(Dataset entries)

★ ★ ★ ★ ★ ★ ★

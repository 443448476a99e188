//! Account management from the command line

use anyhow::{Context, Result};
use clap::{Parser, Subcommand};
use lms_core::models::NewUserForm;
use lms_core::Role;
use lms_server::db::{self, UserRepo};
use sqlx::SqlitePool;

use super::load_config;

#[derive(Parser, Debug)]
pub struct UserArgs {
    /// Database URL (overrides config)
    #[arg(long, env = "DATABASE_URL", global = true)]
    pub database_url: Option<String>,

    #[command(subcommand)]
    pub command: UserCommands,
}

#[derive(Subcommand, Debug)]
pub enum UserCommands {
    /// Create an account
    Create(CreateArgs),
    /// List accounts
    List(ListArgs),
}

#[derive(Parser, Debug)]
pub struct CreateArgs {
    /// Login name (3-32 characters: letters, digits, '_', '.', '-')
    #[arg(long)]
    pub username: String,

    /// Password
    #[arg(long)]
    pub password: String,

    /// Role: admin, instructor or student
    #[arg(long, default_value = "student")]
    pub role: String,

    /// Display name
    #[arg(long)]
    pub name: Option<String>,
}

#[derive(Parser, Debug)]
pub struct ListArgs {
    /// Only show accounts with this role
    #[arg(long)]
    pub role: Option<String>,
}

pub async fn run_user(args: UserArgs) -> Result<()> {
    let config = load_config(args.database_url)?;
    let pool = db::create_pool(&config.database.url, config.database.max_connections)
        .await
        .context("Failed to open database")?;
    db::migrations::run(&pool)
        .await
        .context("Failed to prepare database schema")?;

    match args.command {
        UserCommands::Create(args) => run_create(&pool, args).await,
        UserCommands::List(args) => run_list(&pool, args).await,
    }
}

async fn run_create(pool: &SqlitePool, args: CreateArgs) -> Result<()> {
    let new_user = NewUserForm {
        username: args.username,
        password: args.password,
        role: args.role,
        name: args.name,
    }
    .validate()?;

    let user = UserRepo::new(pool).create(&new_user).await?;
    tracing::info!(user_id = user.id, role = %user.role, "user created");
    println!("Created {} '{}' (id {})", user.role, user.username, user.id);
    Ok(())
}

async fn run_list(pool: &SqlitePool, args: ListArgs) -> Result<()> {
    let role = args
        .role
        .as_deref()
        .map(str::parse::<Role>)
        .transpose()?;

    let users = UserRepo::new(pool).list(role).await?;
    if users.is_empty() {
        println!("No users.");
        return Ok(());
    }

    println!("{:<6} {:<24} {:<12} {}", "ID", "USERNAME", "ROLE", "NAME");
    for user in users {
        println!(
            "{:<6} {:<24} {:<12} {}",
            user.id,
            user.username,
            user.role,
            user.name.as_deref().unwrap_or("")
        );
    }
    Ok(())
}
//! Application state shared across handlers

use lms_core::LmsConfig;
use sqlx::SqlitePool;

use crate::session::SessionStore;
use crate::uploads::UploadStore;

/// Shared application state, handed to handlers as `State<Arc<AppState>>`
pub struct AppState {
    pub pool: SqlitePool,
    pub sessions: SessionStore,
    pub uploads: UploadStore,
    pub cookie_name: String,
}

impl AppState {
    pub fn new(pool: SqlitePool, config: &LmsConfig) -> Self {
        Self {
            pool,
            sessions: SessionStore::from_minutes(config.session.ttl_minutes),
            uploads: UploadStore::new(config.uploads.dir.clone(), config.uploads.max_bytes),
            cookie_name: config.session.cookie_name.clone(),
        }
    }
}
//! lms CLI - run and administer the learning management system
//!
//! - `serve`: run the HTTP server
//! - `user`: create and list accounts without a browser
//! - `config`: inspect and initialise `~/.lms/config.toml`

use anyhow::Result;
use clap::{Parser, Subcommand};

mod commands;
mod config;
mod tracing_setup;

use tracing_setup::{init_tracing, TracingConfig};

#[derive(Parser, Debug)]
#[command(
    name = "lms",
    author,
    version,
    about = "Learning management system: courses, materials, assignments and grades",
    long_about = "Serve the LMS web application and manage its accounts and configuration. \
                  Settings come from ~/.lms/config.toml (or $LMS_CONFIG), then environment \
                  variables, then command-line flags."
)]
struct Cli {
    /// Enable debug logging (unless RUST_LOG is set)
    #[arg(long, global = true)]
    debug: bool,

    #[command(subcommand)]
    command: Commands,
}

#[derive(Subcommand, Debug)]
enum Commands {
    /// Run the HTTP server
    Serve(commands::serve::ServeArgs),
    /// Manage user accounts (create, list)
    User(commands::user::UserArgs),
    /// Manage lms configuration (path, show, init)
    Config(config::ConfigArgs),
}

#[tokio::main]
async fn main() -> Result<()> {
    // .env first so clap's env-backed flags see it
    dotenvy::dotenv().ok();

    let cli = Cli::parse();
    init_tracing(&TracingConfig { debug: cli.debug }).ok();

    match cli.command {
        Commands::Serve(args) => commands::run_serve(args).await?,
        Commands::User(args) => commands::run_user(args).await?,
        Commands::Config(args) => config::run_config(args)?,
    }

    Ok(())
}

★ ★ ★ ★ ★ ★ ★

* _How to complete this task_: Could you copy every record above exactly as it stands?

* _Expected answer_:
repository 443448476a99e188
//! Account management from the command line

use anyhow::{Context, Result};
use clap::{Parser, Subcommand};
use lms_core::models::NewUserForm;
use lms_core::Role;
use lms_server::db::{self, UserRepo};
use sqlx::SqlitePool;

use super::load_config;

#[derive(Parser, Debug)]
pub struct UserArgs {
    /// Database URL (overrides config)
    #[arg(long, env = "DATABASE_URL", global = true)]
    pub database_url: Option<String>,

    #[command(subcommand)]
    pub command: UserCommands,
}

#[derive(Subcommand, Debug)]
pub enum UserCommands {
    /// Create an account
    Create(CreateArgs),
    /// List accounts
    List(ListArgs),
}

#[derive(Parser, Debug)]
pub struct CreateArgs {
    /// Login name (3-32 characters: letters, digits, '_', '.', '-')
    #[arg(long)]
    pub username: String,

    /// Password
    #[arg(long)]
    pub password: String,

    /// Role: admin, instructor or student
    #[arg(long, default_value = "student")]
    pub role: String,

    /// Display name
    #[arg(long)]
    pub name: Option<String>,
}

#[derive(Parser, Debug)]
pub struct ListArgs {
    /// Only show accounts with this role
    #[arg(long)]
    pub role: Option<String>,
}

pub async fn run_user(args: UserArgs) -> Result<()> {
    let config = load_config(args.database_url)?;
    let pool = db::create_pool(&config.database.url, config.database.max_connections)
        .await
        .context("Failed to open database")?;
    db::migrations::run(&pool)
        .await
        .context("Failed to prepare database schema")?;

    match args.command {
        UserCommands::Create(args) => run_create(&pool, args).await,
        UserCommands::List(args) => run_list(&pool, args).await,
    }
}

async fn run_create(pool: &SqlitePool, args: CreateArgs) -> Result<()> {
    let new_user = NewUserForm {
        username: args.username,
        password: args.password,
        role: args.role,
        name: args.name,
    }
    .validate()?;

    let user = UserRepo::new(pool).create(&new_user).await?;
    tracing::info!(user_id = user.id, role = %user.role, "user created");
    println!("Created {} '{}' (id {})", user.role, user.username, user.id);
    Ok(())
}

async fn run_list(pool: &SqlitePool, args: ListArgs) -> Result<()> {
    let role = args
        .role
        .as_deref()
        .map(str::parse::<Role>)
        .transpose()?;

    let users = UserRepo::new(pool).list(role).await?;
    if users.is_empty() {
        println!("No users.");
        return Ok(());
    }

    println!("{:<6} {:<24} {:<12} {}", "ID", "USERNAME", "ROLE", "NAME");
    for user in users {
        println!(
            "{:<6} {:<24} {:<12} {}",
            user.id,
            user.username,
            user.role,
            user.name.as_deref().unwrap_or("")
        );
    }
    Ok(())
}
//! Application state shared across handlers

use lms_core::LmsConfig;
use sqlx::SqlitePool;

use crate::session::SessionStore;
use crate::uploads::UploadStore;

/// Shared application state, handed to handlers as `State<Arc<AppState>>`
pub struct AppState {
    pub pool: SqlitePool,
    pub sessions: SessionStore,
    pub uploads: UploadStore,
    pub cookie_name: String,
}

impl AppState {
    pub fn new(pool: SqlitePool, config: &LmsConfig) -> Self {
        Self {
            pool,
            sessions: SessionStore::from_minutes(config.session.ttl_minutes),
            uploads: UploadStore::new(config.uploads.dir.clone(), config.uploads.max_bytes),
            cookie_name: config.session.cookie_name.clone(),
        }
    }
}
//! lms CLI - run and administer the learning management system
//!
//! - `serve`: run the HTTP server
//! - `user`: create and list accounts without a browser
//! - `config`: inspect and initialise `~/.lms/config.toml`

use anyhow::Result;
use clap::{Parser, Subcommand};

mod commands;
mod config;
mod tracing_setup;

use tracing_setup::{init_tracing, TracingConfig};

#[derive(Parser, Debug)]
#[command(
    name = "lms",
    author,
    version,
    about = "Learning management system: courses, materials, assignments and grades",
    long_about = "Serve the LMS web application and manage its accounts and configuration. \
                  Settings come from ~/.lms/config.toml (or $LMS_CONFIG), then environment \
                  variables, then command-line flags."
)]
struct Cli {
    /// Enable debug logging (unless RUST_LOG is set)
    #[arg(long, global = true)]
    debug: bool,

    #[command(subcommand)]
    command: Commands,
}

#[derive(Subcommand, Debug)]
enum Commands {
    /// Run the HTTP server
    Serve(commands::serve::ServeArgs),
    /// Manage user accounts (create, list)
    User(commands::user::UserArgs),
    /// Manage lms configuration (path, show, init)
    Config(config::ConfigArgs),
}

#[tokio::main]
async fn main() -> Result<()> {
    // .env first so clap's env-backed flags see it
    dotenvy::dotenv().ok();

    let cli = Cli::parse();
    init_tracing(&TracingConfig { debug: cli.debug }).ok();

    match cli.command {
        Commands::Serve(args) => commands::run_serve(args).await?,
        Commands::User(args) => commands::run_user(args).await?,
        Commands::Config(args) => config::run_config(args)?,
    }

    Ok(())
}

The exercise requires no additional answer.